■ **Task data**

******

//! Token definitions for TokenScript source.

use std::fmt;

use tksc_util::Span;

/// Units the lexer always recognizes as a `Format` suffix.
///
/// Registered unit specs extend this set per lexer instance; `%` is handled
/// by its own character rule and never appears here.
pub const BASE_UNITS: &[&str] = &[
    "px", "em", "rem", "vw", "vh", "pt", "in", "cm", "mm", "deg",
];

/// Reserved words of the language.
///
/// Matching is case-insensitive; the lexer stores the canonical variant.
#[derive(Clone, Copy, Debug, PartialEq, Eq)]
pub enum Keyword {
    /// "true"
    True,
    /// "false"
    False,
    /// "null"
    Null,
    /// "undefined" - treated as an absent value, same as null
    Undefined,
    /// "while"
    While,
    /// "if"
    If,
    /// "elif"
    Elif,
    /// "else"
    Else,
    /// "return"
    Return,
    /// "variable" - declaration keyword
    Variable,
}

/// Looks up a reserved keyword from an already-lowercased identifier.
pub fn keyword_from_ident(lower: &str) -> Option<Keyword> {
    match lower {
        "true" => Some(Keyword::True),
        "false" => Some(Keyword::False),
        "null" => Some(Keyword::Null),
        "undefined" => Some(Keyword::Undefined),
        "while" => Some(Keyword::While),
        "if" => Some(Keyword::If),
        "elif" => Some(Keyword::Elif),
        "else" => Some(Keyword::Else),
        "return" => Some(Keyword::Return),
        "variable" => Some(Keyword::Variable),
        _ => None,
    }
}

/// The kind of a lexical token, with its payload where one applies.
#[derive(Clone, Debug, PartialEq)]
pub enum TokenKind {
    /// Numeric literal. `is_float` records whether the source spelled a
    /// decimal point, which drives integer-printability downstream.
    Number { value: f64, is_float: bool },

    /// `{dotted.name}` - the payload is the name with whitespace stripped.
    Reference(String),

    /// Bare identifier, original casing preserved.
    Str(String),

    /// Quoted string literal (single or double quotes).
    ExplicitStr(String),

    /// Reserved keyword.
    Keyword(Keyword),

    /// Unit suffix keyword (`px`, `rem`, ..., `%`), canonical lowercase.
    Format(String),

    /// `#RGB` or `#RRGGBB` literal, including the `#`.
    HexColor(String),

    /// "+"
    Plus,
    /// "-"
    Minus,
    /// "*"
    Star,
    /// "/"
    Slash,
    /// "^"
    Caret,

    /// "=="
    EqEq,
    /// "!="
    NotEq,
    /// "<"
    Lt,
    /// ">"
    Gt,
    /// "<="
    LtEq,
    /// ">="
    GtEq,

    /// "="
    Eq,

    /// "("
    LParen,
    /// ")"
    RParen,
    /// "[" - blocks use square brackets in this language
    LBlock,
    /// "]"
    RBlock,

    /// ","
    Comma,
    /// "."
    Dot,
    /// ":"
    Colon,
    /// ";"
    Semicolon,

    /// "&&"
    AndAnd,
    /// "||"
    OrOr,
    /// "!"
    Not,

    /// End of input.
    Eof,
}

impl TokenKind {
    /// Short human-readable description used in parser errors.
    pub fn describe(&self) -> String {
        match self {
            TokenKind::Number { value, .. } => format!("number '{value}'"),
            TokenKind::Reference(name) => format!("reference '{{{name}}}'"),
            TokenKind::Str(s) => format!("identifier '{s}'"),
            TokenKind::ExplicitStr(s) => format!("string '{s}'"),
            TokenKind::Keyword(kw) => format!("keyword '{kw:?}'").to_lowercase(),
            TokenKind::Format(unit) => format!("unit '{unit}'"),
            TokenKind::HexColor(hex) => format!("color '{hex}'"),
            TokenKind::Plus => "'+'".into(),
            TokenKind::Minus => "'-'".into(),
            TokenKind::Star => "'*'".into(),
            TokenKind::Slash => "'/'".into(),
            TokenKind::Caret => "'^'".into(),
            TokenKind::EqEq => "'=='".into(),
            TokenKind::NotEq => "'!='".into(),
            TokenKind::Lt => "'<'".into(),
            TokenKind::Gt => "'>'".into(),
            TokenKind::LtEq => "'<='".into(),
            TokenKind::GtEq => "'>='".into(),
            TokenKind::Eq => "'='".into(),
            TokenKind::LParen => "'('".into(),
            TokenKind::RParen => "')'".into(),
            TokenKind::LBlock => "'['".into(),
            TokenKind::RBlock => "']'".into(),
            TokenKind::Comma => "','".into(),
            TokenKind::Dot => "'.'".into(),
            TokenKind::Colon => "':'".into(),
            TokenKind::Semicolon => "';'".into(),
            TokenKind::AndAnd => "'&&'".into(),
            TokenKind::OrOr => "'||'".into(),
            TokenKind::Not => "'!'".into(),
            TokenKind::Eof => "end of input".into(),
        }
    }
}

/// A token with its source span.
#[derive(Clone, Debug, PartialEq)]
pub struct Token {
    pub kind: TokenKind,
    pub span: Span,
}

impl Token {
    pub fn new(kind: TokenKind, span: Span) -> Self {
        Self { kind, span }
    }

    /// True for the end-of-input marker.
    pub fn is_eof(&self) -> bool {
        self.kind == TokenKind::Eof
    }
}

impl fmt::Display for Token {
    fn fmt(&self, f: &mut fmt::Formatter<'_>) -> fmt::Result {
        write!(f, "{}", self.kind.describe())
    }
}

#[cfg(test)]
mod tests {
    use super::*;

    #[test]
    fn test_keyword_lookup() {
        assert_eq!(keyword_from_ident("variable"), Some(Keyword::Variable));
        assert_eq!(keyword_from_ident("elif"), Some(Keyword::Elif));
        assert_eq!(keyword_from_ident("px"), None);
        assert_eq!(keyword_from_ident("VARIABLE"), None); // caller lowercases
    }

    #[test]
    fn test_base_units_closed_set() {
        assert!(BASE_UNITS.contains(&"px"));
        assert!(BASE_UNITS.contains(&"deg"));
        assert!(!BASE_UNITS.contains(&"%"));
    }

    #[test]
    fn test_describe() {
        assert_eq!(TokenKind::Comma.describe(), "','");
        assert_eq!(TokenKind::Eof.describe(), "end of input");
        assert_eq!(
            TokenKind::Reference("a.b".into()).describe(),
            "reference '{a.b}'"
        );
    }
}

******

■ **What you need to do**
When you reach the line holding "use std::fmt;" in the records above, begin reproducing exactly, stop after the line holding "the canonical variant.", and output nothing else.

■ **Task answer**
use std::fmt;

use tksc_util::Span;

/// Units the lexer always recognizes as a `Format` suffix.
///
/// Registered unit specs extend this set per lexer instance; `%` is handled
/// by its own character rule and never appears here.
pub const BASE_UNITS: &[&str] = &[
    "px", "em", "rem", "vw", "vh", "pt", "in", "cm", "mm", "deg",
];

/// Reserved words of the language.
///
/// Matching is case-insensitive; the lexer stores the canonical variant.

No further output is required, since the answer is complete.